Quel giorno in cui Malcolm X incontrava Fidel Castro a Harlem compie 60 anni.

Un anno dopo la Rivoluzione cubana, Fidel Castro e la sua delegazione sbarcarono a New York per l'Assemblea Generale delle Nazioni Unite, ma l'amministrazione dell'Hotel di Manhattan dove avevano riservato si rifiutò di accoglierli dopo che il governo degli Stati Uniti aveva fatto pressione a tutti gli hotel della città per respingere i cubani.

Appresa la notizia, Malcolm X invitò la delegazione ad Harlem ad alloggiare all'Hotel Theresa, di proprietà del Movimento per i diritti degli afroamericani, dove l'attivista Usa disse che sarebbe stato accolto a braccia aperte.

"Avevamo due scelte: la prima era il corridoio delle Nazioni Unite; quando l'ho detto al Segretario generale è rimasto inorridito al pensiero di una delegazione accampata nelle tende; e poi abbiamo ricevuto l'offerta di Malcolm X, con cui aveva parlato uno dei nostri compagni, e ho detto: "Questo è il posto dove andremo, Hotel Theresa". E ci siamo andati ", ha ricordato Castro.

A migliaia accorsero ad Harlem a ricevere il leader trentaquattrenne cubano con una moltidutine accalcata davanti all'Hotel.
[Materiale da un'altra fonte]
//! Whole passes from a brick to templates.

use serde_json::json;

use icbrick_lib::builder::{BrickOptions, ResourceOptions, brick_fn};
use icbrick_lib::compiler::stack_name;
use icbrick_lib::config::CompilerConfig;
use icbrick_lib::native::Native;
use icbrick_lib::registry::{DeletionPolicy, LogicalId, ScopePath};
use icbrick_lib::stdlib;
use icbrick_lib::value::Value;

use super::common::{compile, compile_with, root_json, web_server};

mod web_server {
  use super::*;

  fn ids() -> (LogicalId, LogicalId) {
    let root = ScopePath::root("app");
    (LogicalId::derive(&root, "web_sg"), LogicalId::derive(&root, "web"))
  }

  #[test]
  fn security_group_precedes_instance() {
    let out = compile("app", &web_server, &Value::Null).unwrap();
    let (group, instance) = ids();
    assert_eq!(out.order, vec![group.clone(), instance.clone()]);

    let json = root_json(&out);
    assert_eq!(json["Metadata"]["order"], json!([group.as_str(), instance.as_str()]));
    assert_eq!(
      json["Resources"][instance.as_str()]["Properties"]["SecurityGroupIds"],
      json!([{ "Fn::GetAtt": [group.as_str(), "GroupId"] }])
    );
  }

  #[test]
  fn url_output_joins_literal_and_attribute() {
    let out = compile("app", &web_server, &Value::Null).unwrap();
    let (_, instance) = ids();
    let ip = json!({ "Fn::GetAtt": [instance.as_str(), "PublicIp"] });
    assert_eq!(out.output.to_json(), json!({ "Fn::Join": ["", ["http://", ip]] }));
    assert_eq!(
      root_json(&out)["Outputs"]["value"]["Value"],
      json!({ "Fn::Join": ["", ["\"http://", ip, "\""]] })
    );
  }

  #[test]
  fn repeated_passes_are_byte_identical() {
    let first = compile("app", &web_server, &Value::Null).unwrap();
    let second = compile("app", &web_server, &Value::Null).unwrap();
    assert_eq!(first.templates.root.body, second.templates.root.body);
    assert_eq!(first.order, second.order);
  }

  #[test]
  fn parameters_flow_into_properties() {
    let params = Value::map([("instance_type", Value::from("m5.large"))]);
    let out = compile("app", &web_server, &params).unwrap();
    let (_, instance) = ids();
    assert_eq!(
      root_json(&out)["Resources"][instance.as_str()]["Properties"]["InstanceType"],
      "m5.large"
    );
  }

  #[test]
  fn template_keys_are_in_canonical_order() {
    let out = compile("app", &web_server, &Value::Null).unwrap();
    let json = root_json(&out);
    let keys: Vec<&str> = json.as_object().unwrap().keys().map(String::as_str).collect();
    assert_eq!(keys, vec!["AWSTemplateFormatVersion", "Description", "Metadata", "Resources", "Outputs"]);
    assert_eq!(json["AWSTemplateFormatVersion"], "2010-09-09");
  }

  #[test]
  fn description_comes_from_config() {
    let config = CompilerConfig::new().with_description("storefront");
    let out = compile_with(config, "app", &web_server, &Value::Null).unwrap();
    assert_eq!(root_json(&out)["Description"], "storefront");
  }
}

mod composition {
  use super::*;

  #[test]
  fn same_short_name_in_sibling_bricks_gets_distinct_ids() {
    let app = brick_fn(|ctx, _| {
      let a = ctx.brick("blue", &web_server, &Value::Null)?;
      let b = ctx.brick("green", &web_server, &Value::Null)?;
      Ok(Value::List(vec![a, b]))
    });
    let out = compile("app", &app, &Value::Null).unwrap();
    assert_eq!(out.order.len(), 4);
    let mut unique = out.order.clone();
    unique.sort();
    unique.dedup();
    assert_eq!(unique.len(), 4);
  }

  #[test]
  fn metadata_tree_mirrors_invocations() {
    let app = brick_fn(|ctx, _| {
      ctx.resource("logs", "AWS::S3::Bucket", Value::Null)?;
      ctx.brick("site", &web_server, &Value::Null)
    });
    let out = compile("app", &app, &Value::Null).unwrap();
    let tree = &root_json(&out)["Metadata"]["bricks"];
    assert_eq!(tree["name"], "app");
    assert_eq!(tree["children"][0]["name"], "logs");
    assert_eq!(tree["children"][1]["name"], "site");
    assert_eq!(tree["children"][1]["children"][0]["name"], "web_sg");
    assert_eq!(tree["children"][1]["children"][1]["type"], "AWS::EC2::Instance");
  }

  #[test]
  fn forward_references_order_by_dependency() {
    let app = brick_fn(|ctx, _| {
      let topic = ctx.forward_ref("alerts")?;
      ctx.resource(
        "alarm",
        "AWS::CloudWatch::Alarm",
        Value::map([("AlarmActions", Value::List(vec![topic.reference()]))]),
      )?;
      ctx.resource("alerts", "AWS::SNS::Topic", Value::Null)?;
      Ok(Value::Null)
    });
    let out = compile("app", &app, &Value::Null).unwrap();
    let root = ScopePath::root("app");
    assert_eq!(
      out.order,
      vec![LogicalId::derive(&root, "alerts"), LogicalId::derive(&root, "alarm")]
    );
  }

  #[test]
  fn brick_ordering_hints_reach_every_inner_resource() {
    let app = brick_fn(|ctx, _| {
      let db = ctx.resource("db", "AWS::RDS::DBInstance", Value::Null)?;
      ctx.brick_with("site", &web_server, &Value::Null, BrickOptions::new().depends_on(&db))?;
      Ok(Value::Null)
    });
    let out = compile("app", &app, &Value::Null).unwrap();
    let json = root_json(&out);
    let root = ScopePath::root("app");
    let db = LogicalId::derive(&root, "db");
    let site = root.child("site");
    for name in ["web_sg", "web"] {
      let id = LogicalId::derive(&site, name);
      assert_eq!(json["Resources"][id.as_str()]["DependsOn"], json!([db.as_str()]));
    }
  }

  #[test]
  fn deletion_policy_is_rendered() {
    let app = brick_fn(|ctx, _| {
      ctx.resource_with(
        "data",
        "AWS::S3::Bucket",
        Value::Null,
        ResourceOptions::new().deletion_policy(DeletionPolicy::Retain),
      )?;
      Ok(Value::Null)
    });
    let out = compile("app", &app, &Value::Null).unwrap();
    let id = LogicalId::derive(&ScopePath::root("app"), "data");
    assert_eq!(root_json(&out)["Resources"][id.as_str()]["DeletionPolicy"], "Retain");
  }
}

mod interpolation {
  use super::*;

  #[test]
  fn arn_built_from_pseudo_parameters() {
    let app = brick_fn(|ctx, _| {
      let bucket = ctx.resource("assets", "AWS::S3::Bucket", Value::Null)?;
      Value::concat([
        Value::from("arn:"),
        stdlib::partition(),
        Value::from(":s3:::"),
        bucket.reference(),
        Value::from("/*"),
      ])
    });
    let out = compile("app", &app, &Value::Null).unwrap();
    let id = LogicalId::derive(&ScopePath::root("app"), "assets");
    assert_eq!(
      out.output.to_json(),
      json!({ "Fn::Join": ["", ["arn:", { "Ref": "AWS::Partition" }, ":s3:::", { "Ref": id.as_str() }, "/*"]] })
    );
  }

  #[test]
  fn literal_only_concat_folds() {
    let app = brick_fn(|ctx, _| {
      ctx.resource("jobs", "AWS::SQS::Queue", Value::Null)?;
      Value::concat([Value::from("a"), Value::from(1), Value::from("b")])
    });
    let out = compile("app", &app, &Value::Null).unwrap();
    assert_eq!(out.output, Native::String("a1b".to_string()));
  }

  #[test]
  fn select_over_availability_zones() {
    let app = brick_fn(|ctx, _| {
      let az = stdlib::select(0, stdlib::get_azs(Value::Null)?)?;
      ctx.resource("subnet", "AWS::EC2::Subnet", Value::map([("AvailabilityZone", az)]))?;
      Ok(Value::Null)
    });
    let out = compile("app", &app, &Value::Null).unwrap();
    let id = LogicalId::derive(&ScopePath::root("app"), "subnet");
    assert_eq!(
      root_json(&out)["Resources"][id.as_str()]["Properties"]["AvailabilityZone"],
      json!({ "Fn::Select": [0, { "Fn::GetAZs": { "Ref": "AWS::Region" } }] })
    );
  }
}

#[test]
fn sensitive_parameter_is_no_echo() {
  let app = brick_fn(|ctx, _| {
    let secret = ctx.sensitive("DbPassword", &Value::from("s3cr3t"))?;
    ctx.resource("db", "AWS::RDS::DBInstance", Value::map([("MasterUserPassword", secret)]))?;
    Ok(Value::Null)
  });
  let out = compile("app", &app, &Value::Null).unwrap();
  let json = root_json(&out);
  assert_eq!(json["Parameters"]["DbPassword"], json!({ "Type": "String", "NoEcho": true }));
  assert!(!out.templates.root.body.contains("s3cr3t"));
  assert_eq!(out.parameter_values[0].parameter_value, "s3cr3t");
}

#[test]
fn stack_name_is_derived_from_root() {
  assert_eq!(stack_name("app"), stack_name("app"));
  assert!(stack_name("app").starts_with("ic-"));
}
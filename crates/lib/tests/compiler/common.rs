//! Shared bricks and helpers for compiler tests.

use icbrick_lib::builder::{Brick, BuildContext};
use icbrick_lib::compiler::{CompileOutput, Compiler};
use icbrick_lib::config::CompilerConfig;
use icbrick_lib::emit::Document;
use icbrick_lib::error::CompileError;
use icbrick_lib::value::Value;

pub fn compile(root: &str, brick: &dyn Brick, params: &Value) -> Result<CompileOutput, CompileError> {
  compile_with(CompilerConfig::default(), root, brick, params)
}

pub fn compile_with(
  config: CompilerConfig,
  root: &str,
  brick: &dyn Brick,
  params: &Value,
) -> Result<CompileOutput, CompileError> {
  Compiler::new(config).compile(root, brick, params)
}

pub fn doc_json(doc: &Document) -> serde_json::Value {
  doc.json().expect("document body is valid JSON")
}

pub fn root_json(out: &CompileOutput) -> serde_json::Value {
  doc_json(&out.templates.root)
}

/// A security group and a web server in it; returns the server URL.
pub fn web_server(ctx: &mut BuildContext<'_>, params: &Value) -> Result<Value, CompileError> {
  let instance_type = match params {
    Value::Map(map) => map.get("instance_type").cloned().unwrap_or_else(|| Value::from("t3.micro")),
    _ => Value::from("t3.micro"),
  };

  let group = ctx.resource(
    "web_sg",
    "AWS::EC2::SecurityGroup",
    Value::map([
      ("GroupDescription", Value::from("web ingress")),
      (
        "SecurityGroupIngress",
        Value::List(vec![Value::map([
          ("IpProtocol", Value::from("tcp")),
          ("FromPort", Value::from(80)),
          ("ToPort", Value::from(80)),
          ("CidrIp", Value::from("0.0.0.0/0")),
        ])]),
      ),
    ]),
  )?;

  let instance = ctx.resource(
    "web",
    "AWS::EC2::Instance",
    Value::map([
      ("ImageId", Value::from("ami-0abcdef1234567890")),
      ("InstanceType", instance_type),
      ("SecurityGroupIds", Value::List(vec![group.attr("GroupId")])),
    ]),
  )?;

  Value::concat([Value::from("http://"), instance.attr("PublicIp")])
}
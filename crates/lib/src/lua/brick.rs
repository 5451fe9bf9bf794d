//! Bricks written in Lua.
//!
//! A brick chunk returns `function(ctx, params)`. The `ctx` userdata only
//! lives for that call and offers:
//!
//! - `ctx.scope` - dotted scope path of the invocation
//! - `ctx:resource(name, type, props[, opts])` - `opts.depends_on` is a list
//!   of resources, `opts.deletion_policy` one of `Delete`/`Retain`/`Snapshot`
//! - `ctx:brick(name, fn, params[, opts])` - nested brick from a Lua function
//! - `ctx:import(brick_name, name, params)` - brick from the library
//! - `ctx:ref(name)` - forward reference to a resource of this scope
//! - `ctx:sensitive(name, value)` - secret template parameter
//!
//! Compile errors raised inside Lua keep their kind when they surface; any
//! other Lua error becomes `BrickFailed` for the invoking scope.

use std::path::Path;

use mlua::prelude::*;
use tracing::debug;

use super::convert::{LuaResource, lua_to_value, value_to_lua};
use super::runtime::{create_runtime, load_chunk, load_file};
use crate::builder::{Brick, BrickOptions, BuildContext, ResourceHandle, ResourceOptions};
use crate::error::CompileError;
use crate::registry::DeletionPolicy;
use crate::value::Value;

/// A brick loaded from Lua source. Owns its Lua state.
pub struct LuaBrick {
  name: String,
  lua: Lua,
  func: LuaFunction,
}

impl LuaBrick {
  /// Load a brick from `source`.
  ///
  /// # Errors
  ///
  /// `BrickFailed` if the chunk does not compile or does not return a function.
  pub fn from_source(name: &str, source: &str) -> Result<Self, CompileError> {
    let load = || -> LuaResult<(Lua, LuaFunction)> {
      let lua = create_runtime()?;
      let func = load_chunk(&lua, source, &format!("={}", name))?;
      Ok((lua, func))
    };
    let (lua, func) = load().map_err(|e| load_failure(name, &e))?;
    Ok(Self {
      name: name.to_string(),
      lua,
      func,
    })
  }

  /// Load a brick from a file; the brick is named after the file stem.
  pub fn from_file(path: &Path) -> Result<Self, CompileError> {
    let name = path
      .file_stem()
      .map(|s| s.to_string_lossy().to_string())
      .unwrap_or_else(|| path.display().to_string());
    let load = || -> LuaResult<(Lua, LuaFunction)> {
      let lua = create_runtime()?;
      let func = load_file(&lua, path)?;
      Ok((lua, func))
    };
    let (lua, func) = load().map_err(|e| load_failure(&name, &e))?;
    debug!(brick = %name, path = %path.display(), "loaded lua brick");
    Ok(Self { name, lua, func })
  }

  pub fn name(&self) -> &str {
    &self.name
  }
}

impl Brick for LuaBrick {
  fn build(&self, ctx: &mut BuildContext<'_>, params: &Value) -> Result<Value, CompileError> {
    call_brick(&self.lua, &self.func, ctx, params)
  }
}

/// A Lua function passed to `ctx:brick`.
struct LuaFnBrick<'l> {
  lua: &'l Lua,
  func: LuaFunction,
}

impl Brick for LuaFnBrick<'_> {
  fn build(&self, ctx: &mut BuildContext<'_>, params: &Value) -> Result<Value, CompileError> {
    call_brick(self.lua, &self.func, ctx, params)
  }
}

fn load_failure(name: &str, err: &LuaError) -> CompileError {
  CompileError::BrickFailed {
    scope: name.to_string(),
    message: err.to_string(),
  }
}

/// The compile error carried by `err`, if it wraps one.
fn compile_error(err: &LuaError) -> Option<CompileError> {
  match err {
    LuaError::CallbackError { cause, .. } => compile_error(cause),
    LuaError::WithContext { cause, .. } => compile_error(cause),
    LuaError::ExternalError(inner) => inner.downcast_ref::<CompileError>().cloned(),
    _ => None,
  }
}

fn call_brick(lua: &Lua, func: &LuaFunction, ctx: &mut BuildContext<'_>, params: &Value) -> Result<Value, CompileError> {
  let scope_name = ctx.scope().to_string();
  lua
    .scope(|scope| {
      let handle = scope.create_userdata(LuaBuildCtx { ctx: &mut *ctx })?;
      let params = value_to_lua(lua, params)?;
      lua_to_value(func.call::<LuaValue>((handle, params))?)
    })
    .map_err(|err| {
      compile_error(&err).unwrap_or_else(|| CompileError::BrickFailed {
        scope: scope_name,
        message: err.to_string(),
      })
    })
}

struct LuaBuildCtx<'c, 'p> {
  ctx: &'c mut BuildContext<'p>,
}

fn handles(opts: &LuaTable) -> LuaResult<Vec<ResourceHandle>> {
  let Some(list) = opts.get::<Option<LuaTable>>("depends_on")? else {
    return Ok(Vec::new());
  };
  let mut out = Vec::new();
  for i in 1..=list.raw_len() {
    let item: LuaAnyUserData = list.raw_get(i)?;
    out.push(item.borrow::<LuaResource>()?.0.clone());
  }
  Ok(out)
}

fn resource_options(opts: Option<LuaTable>) -> LuaResult<ResourceOptions> {
  let mut options = ResourceOptions::new();
  let Some(opts) = opts else {
    return Ok(options);
  };
  for handle in handles(&opts)? {
    options = options.depends_on(&handle);
  }
  if let Some(policy) = opts.get::<Option<String>>("deletion_policy")? {
    options = options.deletion_policy(policy.parse::<DeletionPolicy>().map_err(LuaError::external)?);
  }
  Ok(options)
}

fn brick_options(opts: Option<LuaTable>) -> LuaResult<BrickOptions> {
  let mut options = BrickOptions::new();
  if let Some(opts) = opts {
    for handle in handles(&opts)? {
      options = options.depends_on(&handle);
    }
  }
  Ok(options)
}

impl LuaUserData for LuaBuildCtx<'_, '_> {
  fn add_fields<F: LuaUserDataFields<Self>>(fields: &mut F) {
    fields.add_field_method_get("scope", |_, this| Ok(this.ctx.scope().to_string()));
  }

  fn add_methods<M: LuaUserDataMethods<Self>>(methods: &mut M) {
    methods.add_method_mut(
      "resource",
      |_, this, (name, type_tag, props, opts): (String, String, LuaValue, Option<LuaTable>)| {
        let options = resource_options(opts)?;
        let handle = this
          .ctx
          .resource_with(&name, &type_tag, lua_to_value(props)?, options)
          .map_err(LuaError::external)?;
        Ok(LuaResource(handle))
      },
    );

    methods.add_method_mut(
      "brick",
      |lua, this, (name, func, params, opts): (String, LuaFunction, LuaValue, Option<LuaTable>)| {
        let options = brick_options(opts)?;
        let nested = LuaFnBrick { lua, func };
        let result = this
          .ctx
          .brick_with(&name, &nested, &lua_to_value(params)?, options)
          .map_err(LuaError::external)?;
        value_to_lua(lua, &result)
      },
    );

    methods.add_method_mut(
      "import",
      |lua, this, (brick_name, name, params): (String, String, LuaValue)| {
        let result = this
          .ctx
          .import(&brick_name, &name, &lua_to_value(params)?)
          .map_err(LuaError::external)?;
        value_to_lua(lua, &result)
      },
    );

    methods.add_method("ref", |_, this, name: String| {
      let handle = this.ctx.forward_ref(&name).map_err(LuaError::external)?;
      Ok(LuaResource(handle))
    });

    methods.add_method_mut("sensitive", |lua, this, (name, value): (String, LuaValue)| {
      let deferred = this
        .ctx
        .sensitive(&name, &lua_to_value(value)?)
        .map_err(LuaError::external)?;
      value_to_lua(lua, &deferred)
    });
  }
}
Castro era per loro il rivoluzionario con la barba che aveva detto all'America bianca di andare al diavolo e la sua solo presenza rappresentava un enorme successo per la battaglia degli afroamericani. Erano gli stessi valori del resto del Terzo Mondo contro il razzismo, colonialismo ed imperialismo. 




Quando il trentacinquenne Malcolm X ricevette Castro parlarono innanzitutto dell'inospitalità incredibile ricevuta allo Shelburne, l'hotel che aveva mandato alla delegazione cubana la richiesta insulto di dover pagare la cifra di $10,000 di deposito per i danni - come a considerare i cubani "barbari" dopo una campagna razzisti sulla stampa per impedire l'alloggio nell'Hotel.



Ma sopratutto, Fidel parlò di Harlem. "Volevo da sempre venire qui", disse, "ma non ero sicuro dell'accoglienza che avrei ricevuto. Quando ho saputo che mi avreste accolto, ne ero felice". Gli Afro-Americani degli Stati Uniti non si erano fatti fare il lavaggio del cervello dal governo con la sua propaganda anti-cubana, ha proseguito. La Cuba rivoluzionaria, una nazione a maggioranza nera, stava spazzando via il razzismo. Cubani, Africani e gli afro-americani erano tutti sulla stessa barca. "Mi sento come se stessi a Cuba. Mi sento a casa qui".




Malcolm X gli rispose che era vero: "Noi ad Harlem non seguiamo la propaganda che il governo Usa ha messo in piede". E non l'abbracciarono mai.

"Fino a quando lo Zio Sam sarà contro di te, saprai di essere sulla strada giusta", Malcolm X disse a Castro.